Task requirements: All lines from the opening of the data to the line containing "c.len() >= 2)" must be returned unchanged, and only those lines.

Excerpted records:

use crate::core::geo::LatLng;
use serde::{Deserialize, Serialize};
use std::collections::HashMap;

/// GeoJSON geometry. Point coordinates are kept as a raw array because the
/// earthquake feed uses a third component for depth and some records carry
/// only two components; validation happens at placement time, not parse time.
#[derive(Debug, Clone, PartialEq, Serialize, Deserialize)]
#[serde(tag = "type")]
pub enum Geometry {
    Point {
        coordinates: Vec<f64>,
    },
    LineString {
        coordinates: Vec<Vec<f64>>,
    },
    MultiLineString {
        coordinates: Vec<Vec<Vec<f64>>>,
    },
    Polygon {
        coordinates: Vec<Vec<Vec<f64>>>,
    },
    MultiPolygon {
        coordinates: Vec<Vec<Vec<Vec<f64>>>>,
    },
}

impl Geometry {
    /// Flattens line and polygon geometry into lat/lng paths. Point
    /// geometry yields no paths; coordinate order is GeoJSON (lon, lat).
    pub fn line_paths(&self) -> Vec<Vec<LatLng>> {
        fn path(coords: &[Vec<f64>]) -> Vec<LatLng> {
            coords
                .iter()
                .filter(|c| c.len() >= 2)
                .map(|c| LatLng::new(c[1], c[0]))
                .collect()
        }

        match self {
            Geometry::Point { .. } => Vec::new(),
            Geometry::LineString { coordinates } => vec![path(coordinates)],
            Geometry::MultiLineString { coordinates } | Geometry::Polygon { coordinates } => {
                coordinates.iter().map(|line| path(line)).collect()
            }
            Geometry::MultiPolygon { coordinates } => coordinates
                .iter()
                .flat_map(|polygon| polygon.iter().map(|ring| path(ring)))
                .collect(),
        }
    }
}

/// One GeoJSON feature: geometry plus free-form properties
#[derive(Debug, Clone, PartialEq, Serialize, Deserialize)]
pub struct Feature {
    pub id: Option<serde_json::Value>,
    pub geometry: Option<Geometry>,
    pub properties: Option<HashMap<String, serde_json::Value>>,
}

impl Feature {
    /// Reads a numeric property
    pub fn property_f64(&self, key: &str) -> Option<f64> {
        self.properties
            .as_ref()
            .and_then(|props| props.get(key))
            .and_then(|value| value.as_f64())
    }

    /// Reads a string property
    pub fn property_str(&self, key: &str) -> Option<&str> {
        self.properties
            .as_ref()
            .and_then(|props| props.get(key))
            .and_then(|value| value.as_str())
    }
}

/// Root document of both feeds
#[derive(Debug, Clone, PartialEq, Serialize, Deserialize)]
pub struct FeatureCollection {
    pub features: Vec<Feature>,
}

impl FeatureCollection {
    /// Parses a GeoJSON feature collection from raw JSON
    pub fn from_str(geojson: &str) -> crate::Result<Self> {
        serde_json::from_str(geojson)
            .map_err(|e| crate::Error::ParseError(format!("Invalid GeoJSON: {}", e)))
    }
}

#[cfg(test)]
mod tests {
    use super::*;

    #[test]
    fn test_parse_point_with_depth() {
        let geojson = r#"
        {
            "type": "FeatureCollection",
            "features": [
                {
                    "type": "Feature",
                    "id": "us7000abcd",
                    "properties": {"mag": 4.5, "place": "10km N of Somewhere"},
                    "geometry": {
                        "type": "Point",
                        "coordinates": [-122.4194, 37.7749, 12.3]
                    }
                }
            ]
        }
        "#;

        let collection = FeatureCollection::from_str(geojson).unwrap();
        assert_eq!(collection.features.len(), 1);

        let feature = &collection.features[0];
        assert_eq!(feature.property_f64("mag"), Some(4.5));
        assert_eq!(feature.property_str("place"), Some("10km N of Somewhere"));
        match &feature.geometry {
            Some(Geometry::Point { coordinates }) => {
                assert_eq!(coordinates, &vec![-122.4194, 37.7749, 12.3]);
            }
            other => panic!("unexpected geometry: {:?}", other),
        }
    }

    #[test]
    fn test_parse_two_component_point() {
        let geojson = r#"
        {
            "type": "FeatureCollection",
            "features": [
                {
                    "type": "Feature",
                    "properties": {},
                    "geometry": {"type": "Point", "coordinates": [-120.0, 45.0]}
                }
            ]
        }
        "#;

        let collection = FeatureCollection::from_str(geojson).unwrap();
        match &collection.features[0].geometry {
            Some(Geometry::Point { coordinates }) => assert_eq!(coordinates.len(), 2),
            other => panic!("unexpected geometry: {:?}", other),
        }
    }

    #[test]
    fn test_line_paths_from_linestring() {
        let geometry = Geometry::LineString {
            coordinates: vec![vec![-74.0, 40.7], vec![-73.9, 40.8]],
        };

        let paths = geometry.line_paths();
        assert_eq!(paths.len(), 1);
        assert_eq!(paths[0][0], LatLng::new(40.7, -74.0));
        assert_eq!(paths[0][1], LatLng::new(40.8, -73.9));
    }

    #[test]
    fn test_line_paths_from_multilinestring() {
        let geometry = Geometry::MultiLineString {
            coordinates: vec![
                vec![vec![0.0, 0.0], vec![1.0, 1.0]],
                vec![vec![2.0, 2.0], vec![3.0, 3.0]],
            ],
        };

        assert_eq!(geometry.line_paths().len(), 2);
    }

    #[test]
    fn test_invalid_document_is_a_parse_error() {
        let err = FeatureCollection::from_str("{not json").unwrap_err();
        assert!(matches!(err, crate::Error::ParseError(_)));
    }
}
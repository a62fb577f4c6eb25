use quakemap::{
    core::geo::{LatLng, Point},
    feed::{FeedEvent, FeedFetcher},
    layers::{base::TileLayer, overlay::OverlayLayer},
    ui::{canvas::MapCanvas, layer_control::LayerControl, popup::PopupManager},
    Map,
};
use std::time::Duration;

/// Standalone earthquake map viewer application
#[tokio::main]
async fn main() -> Result<(), Box<dyn std::error::Error>> {
    env_logger::init();

    let options = eframe::NativeOptions {
        viewport: egui::ViewportBuilder::default()
            .with_inner_size([1200.0, 800.0])
            .with_title("Quakemap - Earthquake Map Viewer"),
        ..Default::default()
    };

    eframe::run_native(
        "quakemap-app",
        options,
        Box::new(|cc| Box::new(QuakemapApp::new(cc))),
    )?;

    Ok(())
}

/// The main application struct
struct QuakemapApp {
    map: Map,
    popups: PopupManager,
    feeds: FeedFetcher,
}

impl QuakemapApp {
    fn new(_cc: &eframe::CreationContext<'_>) -> Self {
        // World view centered on (20, 0) at zoom 2
        let mut map = Map::new(LatLng::new(20.0, 0.0), 2.0, Point::new(1200.0, 800.0));

        map.layers.add_base_layer(TileLayer::basemap());
        map.layers.add_base_layer(TileLayer::streets());
        map.layers.add_base_layer(TileLayer::dark());

        // The earthquake overlay is visible from the start; the plate
        // overlay is attached once its feed arrives.
        map.layers
            .add_overlay(OverlayLayer::new("earthquakes", "Earthquakes"));
        map.layers.add_overlay(
            OverlayLayer::new("tectonic-plates", "Tectonic Plates").with_visible(false),
        );

        let feeds = FeedFetcher::new();
        feeds.spawn();

        Self {
            map,
            popups: PopupManager::new(),
            feeds,
        }
    }

    fn apply_feed_events(&mut self) {
        for event in self.feeds.try_recv_events() {
            match event {
                FeedEvent::EarthquakesLoaded(markers) => {
                    if let Some(overlay) = self.map.layers.overlay_mut("earthquakes") {
                        overlay.set_markers(markers);
                    }
                }
                FeedEvent::PlatesLoaded(polylines) => {
                    if let Some(overlay) = self.map.layers.overlay_mut("tectonic-plates") {
                        overlay.set_polylines(polylines);
                        overlay.set_visible(true);
                    }
                }
                FeedEvent::FitEarthquakeBounds => {
                    self.map.fit_overlay_bounds("earthquakes");
                }
            }
        }
    }
}

impl eframe::App for QuakemapApp {
    fn update(&mut self, ctx: &egui::Context, _frame: &mut eframe::Frame) {
        self.apply_feed_events();

        egui::SidePanel::right("layer_panel")
            .resizable(false)
            .show(ctx, |ui| {
                ui.heading("Layers");
                ui.separator();
                LayerControl::show(ui, &mut self.map.layers);
            });

        egui::CentralPanel::default().show(ctx, |ui| {
            MapCanvas::new(&mut self.map, &mut self.popups).show(ui);
        });

        // Keep polling the feed channel and the deferred bounds fit
        ctx.request_repaint_after(Duration::from_millis(250));
    }
}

Exercise response:
use crate::core::geo::LatLng;
use serde::{Deserialize, Serialize};
use std::collections::HashMap;

/// GeoJSON geometry. Point coordinates are kept as a raw array because the
/// earthquake feed uses a third component for depth and some records carry
/// only two components; validation happens at placement time, not parse time.
#[derive(Debug, Clone, PartialEq, Serialize, Deserialize)]
#[serde(tag = "type")]
pub enum Geometry {
    Point {
        coordinates: Vec<f64>,
    },
    LineString {
        coordinates: Vec<Vec<f64>>,
    },
    MultiLineString {
        coordinates: Vec<Vec<Vec<f64>>>,
    },
    Polygon {
        coordinates: Vec<Vec<Vec<f64>>>,
    },
    MultiPolygon {
        coordinates: Vec<Vec<Vec<Vec<f64>>>>,
    },
}

impl Geometry {
    /// Flattens line and polygon geometry into lat/lng paths. Point
    /// geometry yields no paths; coordinate order is GeoJSON (lon, lat).
    pub fn line_paths(&self) -> Vec<Vec<LatLng>> {
        fn path(coords: &[Vec<f64>]) -> Vec<LatLng> {
            coords
                .iter()
                .filter(|c| c.len() >= 2)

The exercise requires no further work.